The Early Perspective

There are two historical moments for the perspective, and Anne Friedberg stated them as Alberti’s window and Brunelleschi’s mirror[16]. In 1435, Italian painter, architect, and scholar Leon Battista Alberti published the De Pictura (On Painting), which is regarded as the first text theorising how painters could use perspective to draw realistic paintings. Before the publication of this book, around 1420, the famous architect Filippo Brunelleschi experimented on how a perspectival painting can be illusive to the eyes when compared with physical architecture.

Fig.1, Brunelleschi’s experiment, cited from Kevin R. Brooks, “Depth Perception and the History of Three-Dimensional Art: Who Produced the First Stereoscopic Images?,” I-Perception 8, no. 1 (January 1, 2017): 2041669516680114, https://doi.org/10.1177/2041669516680114

Let’s start with Brunelleschi’s experiment (fig. 1). The experiment has the following elements: the Florentine Baptistery, a panel depicting the perspectival image of the baptistery with a small hole on it, and a mirror. During the experiment, Brunelleschi stood in front of the baptistery where the vantage point corresponds with the vanishing point of the perspectival painting, so that the physical and the pictural baptistery are identical regarding their perspective. Then, Brunelleschi held the panel with its back towards him with one hand and viewed the perspectival image of the baptistery from the reflection of the mirror that was held with the other hand in front of the depicted side through the small hole on the panel[17]. As a result of this setting, when applying and removing the mirror in front of the panel, spectators “felt that he saw the actual scene when he looked at the painting”[18].

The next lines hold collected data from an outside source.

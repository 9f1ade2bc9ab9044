//! Logging player
//!
//! The server does not output audio. [`LogPlayer`] stands in for a real
//! player: it logs every command it receives and remembers what it was last
//! asked to play so clients can query it.

use melo_playlist::{PlayRequest, Player, PlaylistControls, PlaylistId, Tags};
use serde::Serialize;
use std::sync::{Mutex, MutexGuard, PoisonError};
use tracing::{debug, info};

/// Media last handed to the player
#[derive(Debug, Clone, PartialEq, Serialize)]
pub struct NowPlaying {
    pub player_id: String,
    pub path: Option<String>,
    pub name: Option<String>,
    pub tags: Option<Tags>,
    pub playlist: PlaylistId,
    pub entry: String,
}

/// Snapshot of the player state
#[derive(Debug, Clone, Default, PartialEq, Serialize)]
pub struct PlayerStatus {
    pub now_playing: Option<NowPlaying>,
    pub controls: PlaylistControls,
    /// Number of medias played since startup
    pub played: u64,
}

#[derive(Debug, Default)]
pub struct LogPlayer {
    status: Mutex<PlayerStatus>,
}

impl LogPlayer {
    pub fn new() -> Self {
        Self::default()
    }

    pub fn status(&self) -> PlayerStatus {
        self.lock().clone()
    }

    fn lock(&self) -> MutexGuard<'_, PlayerStatus> {
        self.status.lock().unwrap_or_else(PoisonError::into_inner)
    }
}

impl Player for LogPlayer {
    fn play(&self, request: PlayRequest) -> bool {
        info!(
            player = %request.player_id,
            path = request.path.as_deref().unwrap_or("-"),
            playlist = %request.entry.playlist(),
            "Playing media"
        );

        let mut status = self.lock();
        status.played += 1;
        status.now_playing = Some(NowPlaying {
            player_id: request.player_id,
            path: request.path,
            name: request.name,
            tags: request.tags.as_deref().cloned(),
            playlist: request.entry.playlist().clone(),
            entry: request.entry.entry().to_string(),
        });
        true
    }

    fn reset(&self) {
        info!("Player reset");
        self.lock().now_playing = None;
    }

    fn update_playlist_controls(&self, controls: PlaylistControls) {
        debug!(
            has_prev = controls.has_prev,
            has_next = controls.has_next,
            shuffle = controls.shuffle,
            "Playlist controls updated"
        );
        self.lock().controls = controls;
    }
}
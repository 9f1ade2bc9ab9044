//! Playlist requests
//!
//! Requests arrive already decoded from whatever transport carries them and
//! are answered synchronously by [`crate::PlaylistRegistry::handle_request`].

use crate::events::MediaItem;
use crate::types::{IndexPath, Range};
use serde::{Deserialize, Serialize};

/// Request addressed to a playlist
#[derive(Debug, Clone, PartialEq, Eq, Serialize, Deserialize)]
#[serde(tag = "type", rename_all = "snake_case")]
pub enum Request {
    /// Slice of the root list
    GetMediaList {
        /// First root index
        #[serde(default)]
        offset: usize,
        /// Maximum number of medias
        count: usize,
    },

    /// Path of the playing entry
    GetCurrent,

    /// Play an entry
    Play {
        /// Entry to play
        path: IndexPath,
    },

    /// Move entries
    Move {
        /// Entries to move
        range: Range,
        /// Where to insert them: the last index designates the entry to
        /// insert before, or the list length to append. `None` appends to the
        /// root list.
        #[serde(default)]
        destination: Option<IndexPath>,
    },

    /// Delete entries
    Delete {
        /// Entries to delete
        range: Range,
    },

    /// Enable or disable shuffle
    Shuffle {
        /// Requested state
        enable: bool,
    },
}

/// Slice of the root list
#[derive(Debug, Clone, PartialEq, Serialize, Deserialize)]
pub struct MediaList {
    /// Index of the first media
    pub offset: usize,
    /// Number of medias
    pub count: usize,
    /// Medias, children inlined one level deep
    pub medias: Vec<MediaItem>,
    /// Path of the playing entry
    pub current: IndexPath,
}

/// Answer to a [`Request`]
#[derive(Debug, Clone, PartialEq, Serialize, Deserialize)]
#[serde(tag = "type", rename_all = "snake_case")]
pub enum Response {
    /// Answer to `get_media_list`
    MediaList(MediaList),

    /// Answer to `get_current`
    Current {
        /// Path of the playing entry
        current: IndexPath,
    },

    /// Answer to operations
    Done {
        /// Whether the operation took effect
        success: bool,
    },
}

#[cfg(test)]
mod tests {
    use super::*;

    #[test]
    fn decode_move_request() {
        let request: Request = serde_json::from_str(
            r#"{
                "type": "move",
                "range": { "type": "explicit", "paths": [[0, 1]] },
                "destination": [2, 0]
            }"#,
        )
        .unwrap();

        assert_eq!(
            request,
            Request::Move {
                range: Range::Explicit {
                    paths: vec![IndexPath::new(vec![0, 1])]
                },
                destination: Some(IndexPath::new(vec![2, 0])),
            }
        );
    }

    #[test]
    fn decode_unit_request() {
        let request: Request = serde_json::from_str(r#"{ "type": "get_current" }"#).unwrap();
        assert_eq!(request, Request::GetCurrent);
    }

    #[test]
    fn encode_media_list_response() {
        let response = Response::MediaList(MediaList {
            offset: 0,
            count: 0,
            medias: Vec::new(),
            current: IndexPath::default(),
        });

        let json = serde_json::to_value(&response).unwrap();
        assert_eq!(
            json,
            serde_json::json!({
                "type": "media_list",
                "offset": 0,
                "count": 0,
                "medias": [],
                "current": []
            })
        );
    }
}
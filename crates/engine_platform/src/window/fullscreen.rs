// crates/engine_platform/src/window/fullscreen.rs

use super::{SavedPlacement, WindowRecord, ZOrder};
use crate::backend::Platform;

/// Moves a window in or out of borderless fullscreen on its monitor.
/// Returns whether the window is fullscreen afterwards.
pub fn set_fullscreen<P: Platform>(platform: &mut P, record: &mut WindowRecord, want: bool) -> bool {
    if record.fullscreen == want {
        // A second enter would overwrite the snapshot with fullscreen geometry.
        return record.fullscreen;
    }

    let native = record.native;
    if want {
        let Some(style) = platform.window_style(native) else {
            tracing::warn!(?native, "fullscreen: style query failed");
            return false;
        };
        let Some(monitor) = platform.monitor_rect(native) else {
            tracing::warn!(?native, "fullscreen: monitor query failed, not resizing");
            return false;
        };
        let Some(rect) = platform.window_rect(native) else {
            tracing::warn!(?native, "fullscreen: window rect query failed");
            return false;
        };

        record.saved = Some(SavedPlacement { style, rect });
        platform.set_window_style(native, style.without_decorations());
        platform.set_window_rect(native, monitor, ZOrder::TopMost);
        record.fullscreen = true;
        tracing::info!(
            ?native,
            width = monitor.width(),
            height = monitor.height(),
            "entered fullscreen"
        );
    } else {
        let Some(saved) = record.saved.take() else {
            tracing::debug!(?native, "leave fullscreen without a saved placement");
            record.fullscreen = false;
            return false;
        };
        platform.set_window_style(native, saved.style);
        platform.set_window_rect(native, saved.rect, ZOrder::Top);
        record.fullscreen = false;
        tracing::info!(?native, "left fullscreen");
    }
    record.fullscreen
}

This straightforward empirical experiment proved how illusive a perspectival image can be using simple but interpretative methods and tools similar to how the screen does today. However, before entering the discussion, it would be better to summarise what the perspective is in Alberti’s theory so that this thesis can reference them all together.

In the 1435 book, Alberti described how a perspectival painting should be worked on, which begins with the famous quotation: “First of all, on the surface on which I am going to paint, I draw a rectangle of whatever size I want, which I regard as an open window through which the subject to be painted is seen”[19]. The rectangle here is particularly vital – it is not only a drawn frame inside of another frame (the frame of the canvas or panel) but, more importantly, a frame focusing on the natural ways of seeing and a resizable rectangle according to the needs of the artist that is metaphorised as a window and serves as a reference object to calculate the perspective geometrically. As Friedberg stated: “Alberti was a geometer of vision; he recast the visual coordinates of space into the geometrics of triangle, pyramid, and intersection”[20].

Taking a deeper look at Brunelleschi’s experiment and Alberti’s methodology of conceiving a painting, they both represented some preconditions to the formation of the screen this thesis wants to articulate while remaining prominently distinguishable from it. Fundamentally, the ways of seeing under the linear single perspective are sight-centred, rationalised, and represent a natural scene because of its illusiveness where the eye believed it was looking at the physical baptistery. As Friedberg refers to Erwin Panofsky, the perspective is “transformed ‘psychophysiological space’ into a ‘mathematical space’, ordered and rational”[21] with a “single and immobile eye”[22], which “the perspective may be understood with equal justice as a triumph of the distancing and objectifying sense of the real and as a triumph of the distance-denying human struggle for control”[23] and thus this kind of single-point perspective is strongly conflated with the Cartesian subject for which is “centred and stable, autonomous and thinking, standing outside of the world”[24].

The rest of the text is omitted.